## Instructions for the task
Across the whole listing, find how many lines contain "Instant", then write that number and nothing else.

## Recorded data

┌────────

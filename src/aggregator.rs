//! Sequential job aggregation.
//!
//! [`Aggregator::run_all`] runs every job in discovery order, one at a
//! time, and never stops early: a failing job is recorded and the next job
//! starts. Per-job progress goes to the configured [`Notifier`].

use std::time::{Duration, Instant};

use tracing::{debug, info_span};

use crate::job::{Job, JobFailure, JobOutcome, JobStatus};
use crate::notifier::Notifier;
use crate::report::{RunReport, RunReportBuilder};
use crate::runner::{CommandOutput, CommandRunner, RunnerError};

/// Runs jobs through a [`CommandRunner`] and reports through a [`Notifier`].
#[derive(Clone, Debug)]
pub struct Aggregator<R, N> {
    runner: R,
    notifier: N,
}

impl<R, N> Aggregator<R, N>
where
    R: CommandRunner,
    N: Notifier,
{
    /// Creates a new aggregator.
    #[must_use]
    pub const fn new(runner: R, notifier: N) -> Self {
        Self { runner, notifier }
    }

    /// Returns the notifier used for progress messages.
    #[must_use]
    pub const fn notifier(&self) -> &N {
        &self.notifier
    }

    /// Runs every job in order and returns the finalised report.
    ///
    /// Individual job failures, including jobs that cannot be started, are
    /// recorded in the report rather than returned as errors.
    pub fn run_all(&self, jobs: &[Job]) -> RunReport {
        let mut report = RunReportBuilder::with_capacity(jobs.len());
        for job in jobs {
            report.record(self.run_one(job));
        }
        report.finish()
    }

    /// Runs a single job to completion.
    pub fn run_one(&self, job: &Job) -> JobOutcome {
        let _span = info_span!("job", job = %job).entered();
        self.notifier.state(&format!("RUNNING {job}"));

        let started = Instant::now();
        let result = self.runner.run(job.path().as_str(), &[]);
        let outcome = classify(job.clone(), result, self.runner.timeout(), started.elapsed());
        debug!(
            exit_code = ?outcome.exit_code,
            elapsed_ms = outcome.duration.as_millis(),
            "job finished"
        );

        match &outcome.status {
            JobStatus::Passed => self.notifier.confirm(&format!("PASSED {job}")),
            JobStatus::Failed(reason) => self.notifier.alert(&format!("FAILED {job} ({reason})")),
            JobStatus::Pending => {}
        }
        outcome
    }
}

fn classify(
    job: Job,
    result: Result<CommandOutput, RunnerError>,
    timeout: Option<Duration>,
    duration: Duration,
) -> JobOutcome {
    match result {
        Ok(output) if output.timed_out => JobOutcome::failed(
            job,
            JobFailure::TimedOut {
                after: timeout.unwrap_or(duration),
            },
            output.code,
            duration,
        ),
        Ok(CommandOutput { code: Some(0), .. }) => JobOutcome::passed(job, duration),
        Ok(CommandOutput {
            code: Some(code), ..
        }) => JobOutcome::failed(job, JobFailure::ExitCode(code), Some(code), duration),
        Ok(CommandOutput { code: None, .. }) => {
            JobOutcome::failed(job, JobFailure::Terminated, None, duration)
        }
        Err(RunnerError::Spawn { message, .. }) => {
            JobOutcome::failed(job, JobFailure::Spawn { message }, None, duration)
        }
        Err(RunnerError::Wait { message, .. }) => {
            JobOutcome::failed(job, JobFailure::Wait { message }, None, duration)
        }
    }
}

└────────

## Task response
2